One image in the `image_paths` folder is truncated. This will cause an error in PyTorch's dataloaders. One easy fix is to set `LOAD_TRUNCATED_IMAGES = True`. However, this only works when `num_workers = 0`, which can lead to low GPU usage during training as the CPU doesn't keep up with the GPU. 

The code below tries to open all images with `LOAD_TRUNCATED_IMAGES = False` and save them to a temporary file. When this fails for a truncated image, we set `LOAD_TRUNCATED_IMAGES = True`,  adding a small black border, and we resave the image to its original path.
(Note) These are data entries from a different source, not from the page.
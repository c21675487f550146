//! CLI entry point for the shelver tool.

use std::io::{self, IsTerminal};
use std::path::{Path, PathBuf};
use std::sync::Mutex;
use std::time::{Duration, SystemTime, UNIX_EPOCH};

use anyhow::{Context, Result, bail};
use clap::Parser;
use indicatif::{ProgressBar, ProgressStyle};
use shelver_core::client::info_hash_from_magnet;
use shelver_core::naming::{self, assign_part_numbers};
use shelver_core::{
    CallbackReporter, CancelFlag, ClientRegistry, CompletionPoller, Config, ContentType,
    DownloadRequest, DownloadTask, MetadataBag, MetadataValue, Protocol, StatusTag,
};
use tracing::{debug, info, warn};

mod cli;

use cli::{Args, Command};

#[tokio::main]
async fn main() -> Result<()> {
    // Parse CLI arguments first (before tracing, so --help works without logs)
    let args = Args::parse();

    init_tracing(&args);
    debug!(?args, "CLI arguments parsed");

    match args.command {
        Command::Render {
            template,
            meta,
            no_path_separators,
        } => {
            let metadata = metadata_from_pairs(meta);
            println!("{}", naming::render(&template, &metadata, !no_path_separators));
        }
        Command::Path {
            base,
            template,
            meta,
            ext,
        } => {
            let metadata = metadata_from_pairs(meta);
            let path = naming::build_library_path(&base, &template, &metadata, ext.as_deref())
                .with_context(|| format!("Failed to build path under {}", base.display()))?;
            println!("{}", path.display());
        }
        Command::Parts { dir, pad } => {
            for (path, part) in list_parts(&dir, pad)? {
                let name = path
                    .file_name()
                    .map(|n| n.to_string_lossy().into_owned())
                    .unwrap_or_default();
                println!("{part}\t{name}");
            }
        }
        Command::Fetch {
            url,
            title,
            audiobook,
        } => {
            let config = load_config(args.config.as_deref())?;
            let path = fetch(&config, url, title, audiobook, args.quiet).await?;
            println!("{}", path.display());
        }
    }

    Ok(())
}

/// Priority: `RUST_LOG` > quiet flag > verbose flag > default (info).
fn init_tracing(args: &Args) {
    let default_level = if args.quiet {
        "error"
    } else {
        match args.verbose {
            0 => "info",
            1 => "debug",
            _ => "trace",
        }
    };

    let filter = tracing_subscriber::EnvFilter::try_from_default_env()
        .unwrap_or_else(|_| tracing_subscriber::EnvFilter::new(default_level));

    let _ = tracing_subscriber::fmt()
        .with_writer(std::io::stderr)
        .with_env_filter(filter)
        .try_init();
}

fn metadata_from_pairs(pairs: Vec<(String, MetadataValue)>) -> MetadataBag {
    pairs.into_iter().collect()
}

fn load_config(path: Option<&Path>) -> Result<Config> {
    let config = match path {
        Some(path) => Config::load(path)
            .with_context(|| format!("Failed to load config from {}", path.display()))?,
        None => Config::load_default().context("Failed to load default config")?,
    };
    Ok(config)
}

fn list_parts(dir: &Path, pad: usize) -> Result<Vec<(PathBuf, String)>> {
    let entries = std::fs::read_dir(dir)
        .with_context(|| format!("Failed to read directory {}", dir.display()))?;

    let mut files = Vec::new();
    for entry in entries {
        let entry = entry.with_context(|| format!("Failed to read entry in {}", dir.display()))?;
        if entry.file_type().is_ok_and(|t| t.is_file()) {
            files.push(entry.path());
        }
    }

    debug!(files = files.len(), dir = %dir.display(), "assigning part numbers");
    Ok(assign_part_numbers(&files, pad))
}

const CLI_SOURCE: &str = "cli";

/// Builds the task record for a CLI fetch.
///
/// The id is the release's info-hash when the URL is a magnet link, so
/// repeated fetches of one release share an id; otherwise it is a timestamp.
fn cli_task(url: &str, content_type: ContentType, title: Option<&str>) -> DownloadTask {
    let id = match info_hash_from_magnet(url) {
        Some(hash) => format!("{CLI_SOURCE}-{hash}"),
        None => {
            let millis = SystemTime::now()
                .duration_since(UNIX_EPOCH)
                .map(|d| d.as_millis())
                .unwrap_or_default();
            format!("{CLI_SOURCE}-{millis}")
        }
    };

    let task = DownloadTask::new(id, CLI_SOURCE).with_content_type(content_type);
    match title {
        Some(title) => task.with_title(title),
        None => task,
    }
}

async fn fetch(
    config: &Config,
    url: String,
    title: Option<String>,
    audiobook: bool,
    quiet: bool,
) -> Result<PathBuf> {
    let registry = ClientRegistry::from_config(config).context("Failed to set up download client")?;
    let Some(client) = registry.get(Protocol::Torrent) else {
        bail!("No torrent client configured. Add a torrentClient section to the config file.");
    };

    let content_type = if audiobook {
        ContentType::Audiobook
    } else {
        ContentType::Book
    };
    let mut task = cli_task(&url, content_type, title.as_deref());

    let mut request = DownloadRequest::new(url)
        .with_category(config.category_for(client.name(), content_type));
    if let Some(title) = title {
        request = request.with_name(title);
    }

    let cancel = CancelFlag::new();
    let cancel_signal = cancel.clone();
    tokio::spawn(async move {
        if tokio::signal::ctrl_c().await.is_ok() {
            warn!("interrupt received, cancelling download");
            cancel_signal.cancel();
        }
    });

    let bar = progress_bar(!quiet && io::stderr().is_terminal());
    let failure: Mutex<Option<String>> = Mutex::new(None);
    let reporter = CallbackReporter::new(
        |percent| bar.set_position(percent_position(percent)),
        |tag, message: Option<&str>| {
            let message = message.unwrap_or_default();
            match tag {
                StatusTag::Error | StatusTag::Cancelled => {
                    if let Ok(mut slot) = failure.lock() {
                        *slot = Some(if message.is_empty() {
                            tag.to_string()
                        } else {
                            message.to_string()
                        });
                    }
                }
                StatusTag::Resolving | StatusTag::Downloading | StatusTag::Complete => {}
            }
            bar.set_message(format!("{tag}: {message}"));
        },
    );

    let poller = CompletionPoller::from_config(config);
    info!(client = client.name(), "starting download");
    let result = poller
        .run(client.as_ref(), &request, &mut task, &cancel, &reporter)
        .await;

    match result {
        Some(path) => {
            bar.finish_and_clear();
            Ok(path)
        }
        None => {
            bar.abandon();
            let reason = failure
                .lock()
                .ok()
                .and_then(|slot| slot.clone())
                .unwrap_or_else(|| "Download did not complete".to_string());
            bail!(reason)
        }
    }
}

fn progress_bar(visible: bool) -> ProgressBar {
    if !visible {
        return ProgressBar::hidden();
    }
    let bar = ProgressBar::new(100);
    bar.set_style(
        ProgressStyle::with_template("{spinner} [{bar:30}] {pos:>3}% {msg}")
            .unwrap_or_else(|_| ProgressStyle::default_bar()),
    );
    bar.enable_steady_tick(Duration::from_millis(100));
    bar
}

#[allow(clippy::cast_possible_truncation, clippy::cast_sign_loss)]
fn percent_position(percent: f64) -> u64 {
    if percent.is_finite() {
        percent.clamp(0.0, 100.0).round() as u64
    } else {
        0
    }
}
Thereafter we can set `num_workers > 0` in our dataloaders and enjoy optimal GPU utilization. 

In [9]:
import os  
import glob
from PIL import Image
from PIL import ImageFile
ImageFile.LOAD_TRUNCATED_IMAGES = False

# image_paths = glob.glob('dogImages/*/*/*.jpg')
image_paths = glob.glob('dogImages/train/098.Leonberger/*.jpg')

for i in range(len(image_paths)):
    im = Image.open(image_paths[i])
    try:
        im.save("temp.jpg")
    except:
        print("Corrupt image: ",image_paths[i])
        ImageFile.LOAD_TRUNCATED_IMAGES = True
        im.save(image_paths[i])
        ImageFile.LOAD_TRUNCATED_IMAGES = False